ACTIVITY ▸ Look through the lines below for the word "const", and copy every line that has it.

☆ ☆ ☆ ☆ ☆

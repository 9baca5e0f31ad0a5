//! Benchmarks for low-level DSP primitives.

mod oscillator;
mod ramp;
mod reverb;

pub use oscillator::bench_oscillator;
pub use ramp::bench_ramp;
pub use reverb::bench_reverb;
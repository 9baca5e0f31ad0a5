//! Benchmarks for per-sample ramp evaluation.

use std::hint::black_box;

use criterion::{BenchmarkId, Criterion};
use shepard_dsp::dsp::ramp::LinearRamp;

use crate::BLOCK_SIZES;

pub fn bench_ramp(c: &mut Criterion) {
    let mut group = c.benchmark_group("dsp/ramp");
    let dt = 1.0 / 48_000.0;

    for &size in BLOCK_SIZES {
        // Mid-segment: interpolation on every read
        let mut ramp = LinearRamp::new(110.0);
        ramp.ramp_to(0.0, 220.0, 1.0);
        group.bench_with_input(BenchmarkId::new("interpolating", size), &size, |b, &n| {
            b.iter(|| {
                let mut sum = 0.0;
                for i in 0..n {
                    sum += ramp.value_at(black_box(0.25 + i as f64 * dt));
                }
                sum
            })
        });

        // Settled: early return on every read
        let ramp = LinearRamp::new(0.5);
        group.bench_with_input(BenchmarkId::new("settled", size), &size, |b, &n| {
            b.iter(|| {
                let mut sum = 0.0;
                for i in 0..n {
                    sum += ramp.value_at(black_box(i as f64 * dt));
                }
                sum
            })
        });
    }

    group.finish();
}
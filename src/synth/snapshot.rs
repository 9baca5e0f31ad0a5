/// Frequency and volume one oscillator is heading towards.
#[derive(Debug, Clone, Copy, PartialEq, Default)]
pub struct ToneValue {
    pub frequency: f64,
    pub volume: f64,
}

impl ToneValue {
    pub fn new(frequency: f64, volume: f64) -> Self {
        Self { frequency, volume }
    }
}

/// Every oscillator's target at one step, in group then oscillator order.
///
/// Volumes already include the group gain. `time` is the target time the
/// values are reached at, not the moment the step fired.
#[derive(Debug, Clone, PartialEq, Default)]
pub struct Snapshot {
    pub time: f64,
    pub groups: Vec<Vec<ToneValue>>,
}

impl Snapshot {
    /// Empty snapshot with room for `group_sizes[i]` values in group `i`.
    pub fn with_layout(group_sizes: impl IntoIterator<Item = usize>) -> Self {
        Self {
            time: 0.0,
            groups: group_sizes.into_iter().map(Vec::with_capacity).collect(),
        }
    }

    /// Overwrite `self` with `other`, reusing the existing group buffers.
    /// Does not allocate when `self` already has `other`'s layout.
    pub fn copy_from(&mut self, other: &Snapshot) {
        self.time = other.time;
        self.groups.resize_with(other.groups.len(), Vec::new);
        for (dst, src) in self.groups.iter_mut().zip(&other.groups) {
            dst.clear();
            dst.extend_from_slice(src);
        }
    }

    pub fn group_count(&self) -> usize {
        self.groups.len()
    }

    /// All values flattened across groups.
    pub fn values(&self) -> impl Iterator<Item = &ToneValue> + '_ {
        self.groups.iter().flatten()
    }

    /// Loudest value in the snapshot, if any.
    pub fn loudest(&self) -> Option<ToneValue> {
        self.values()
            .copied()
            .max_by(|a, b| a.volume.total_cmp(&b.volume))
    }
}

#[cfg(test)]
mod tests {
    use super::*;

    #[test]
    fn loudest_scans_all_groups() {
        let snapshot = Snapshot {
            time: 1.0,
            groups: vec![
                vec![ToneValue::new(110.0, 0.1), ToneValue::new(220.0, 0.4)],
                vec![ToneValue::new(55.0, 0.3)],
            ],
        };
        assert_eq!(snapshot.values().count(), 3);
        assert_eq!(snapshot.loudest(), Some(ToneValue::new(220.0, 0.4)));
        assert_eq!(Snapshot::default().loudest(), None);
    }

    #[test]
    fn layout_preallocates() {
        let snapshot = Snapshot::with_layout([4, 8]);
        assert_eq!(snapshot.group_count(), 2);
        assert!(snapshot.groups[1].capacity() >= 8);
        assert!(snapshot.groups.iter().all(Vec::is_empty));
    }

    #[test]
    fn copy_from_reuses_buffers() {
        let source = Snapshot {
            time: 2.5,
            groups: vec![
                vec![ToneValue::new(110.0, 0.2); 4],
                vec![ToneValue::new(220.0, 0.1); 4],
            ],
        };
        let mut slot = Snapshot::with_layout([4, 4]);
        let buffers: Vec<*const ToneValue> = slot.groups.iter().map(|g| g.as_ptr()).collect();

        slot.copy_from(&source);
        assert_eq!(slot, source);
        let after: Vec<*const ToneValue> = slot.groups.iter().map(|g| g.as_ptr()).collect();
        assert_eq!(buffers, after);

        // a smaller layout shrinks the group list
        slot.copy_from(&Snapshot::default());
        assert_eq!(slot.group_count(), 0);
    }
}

☆ ☆ ☆ ☆ ☆

OUTPUT FOR THIS EXERCISE ▸
        let buffers: Vec<*const ToneValue> = slot.groups.iter().map(|g| g.as_ptr()).collect();
        let after: Vec<*const ToneValue> = slot.groups.iter().map(|g| g.as_ptr()).collect();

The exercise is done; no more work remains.